▸ **WORK REQUIRED**
Return, word for word, only the lines from the one containing "let mut output: Vec<String>" through the last line of the entries.

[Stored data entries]
+---+
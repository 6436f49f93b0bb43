use std::fs;
use std::path::Path;

use crate::constants::Word;
use crate::memory::BackingStore;
use crate::vm_manager::VirtualMemory;

/// One operation of an access trace
#[derive(Debug, Clone, Copy, PartialEq, Eq)]
pub enum Op {
    Read(u64),
    Write(u64, Word),
}

/// Result of running one [`Op`]
#[derive(Debug, Clone, Copy, PartialEq, Eq)]
pub enum Outcome {
    Read(Word),
    Written,
    Rejected,
}

impl Outcome {
    /// Convert to the output format (-1 for rejected addresses)
    pub fn to_output(&self) -> String {
        match self {
            Outcome::Read(value) => value.to_string(),
            Outcome::Written => "ok".to_string(),
            Outcome::Rejected => "-1".to_string(),
        }
    }
}

#[derive(Debug, Default, Clone, PartialEq, Eq)]
pub struct Trace {
    pub ops: Vec<Op>,
}

impl Trace {
    pub fn from_file<P: AsRef<Path>>(path: P) -> Result<Self, String> {
        let content = fs::read_to_string(path.as_ref())
            .map_err(|e| format!("Failed to read trace file: {}", e))?;
        Self::parse(&content)
    }

    /// Parse `r <address>` and `w <address> <value>` lines. Blank lines and
    /// `#` comments are skipped.
    pub fn parse(content: &str) -> Result<Self, String> {
        let mut ops = Vec::new();

        for (number, line) in content.lines().enumerate() {
            let line = line.split('#').next().unwrap_or("").trim();
            if line.is_empty() {
                continue;
            }
            let op = Self::parse_line(line).map_err(|e| format!("line {}: {}", number + 1, e))?;
            ops.push(op);
        }

        Ok(Trace { ops })
    }

    fn parse_line(line: &str) -> Result<Op, String> {
        let tokens: Vec<&str> = line.split_whitespace().collect();
        match tokens.as_slice() {
            ["r", address] => Ok(Op::Read(parse_address(address)?)),
            ["w", address, value] => {
                let value: Word = parse_number(value)
                    .and_then(|v| Word::try_from(v).ok())
                    .ok_or_else(|| format!("Invalid value: {}", value))?;
                Ok(Op::Write(parse_address(address)?, value))
            }
            _ => Err(format!("Expected 'r <address>' or 'w <address> <value>', got '{}'", line)),
        }
    }
}

fn parse_number(token: &str) -> Option<i64> {
    let (negative, digits) = match token.strip_prefix('-') {
        Some(rest) => (true, rest),
        None => (false, token),
    };
    let (radix, digits) = match digits.strip_prefix("0x").or_else(|| digits.strip_prefix("0X")) {
        Some(hex) => (16, hex),
        None => (10, digits),
    };
    // Only one leading sign, and only before the radix prefix
    if digits.is_empty() || !digits.chars().all(|c| c.is_digit(radix)) {
        return None;
    }
    let magnitude = i64::from_str_radix(digits, radix).ok()?;
    Some(if negative { -magnitude } else { magnitude })
}

fn parse_address(token: &str) -> Result<u64, String> {
    parse_number(token)
        .and_then(|v| u64::try_from(v).ok())
        .ok_or_else(|| format!("Invalid virtual address: {}", token))
}

/// Run every operation in order; out-of-range addresses become `Rejected`
pub fn run_trace<S: BackingStore>(vm: &mut VirtualMemory<S>, trace: &Trace) -> Vec<Outcome> {
    trace
        .ops
        .iter()
        .map(|&op| {
            let result = match op {
                Op::Read(address) => vm.read(address).map(Outcome::Read),
                Op::Write(address, value) => vm.write(address, value).map(|()| Outcome::Written),
            };
            result.unwrap_or_else(|e| {
                log::warn!("{:?} failed: {}", op, e);
                Outcome::Rejected
            })
        })
        .collect()
}

pub fn format_results(results: &[Outcome]) -> String {
    let mut output: Vec<String> = results.iter().map(Outcome::to_output).collect();
    output.push(String::new());
    output.join("\n")
}

pub fn write_results<P: AsRef<Path>>(path: P, results: &[Outcome]) -> Result<(), String> {
    fs::write(path.as_ref(), format_results(results))
        .map_err(|e| format!("Failed to write output file: {}", e))
}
+---+
▸ **TASK RESULT**
    let mut output: Vec<String> = results.iter().map(Outcome::to_output).collect();
    output.push(String::new());
    output.join("\n")
}

pub fn write_results<P: AsRef<Path>>(path: P, results: &[Outcome]) -> Result<(), String> {
    fs::write(path.as_ref(), format_results(results))
        .map_err(|e| format!("Failed to write output file: {}", e))
}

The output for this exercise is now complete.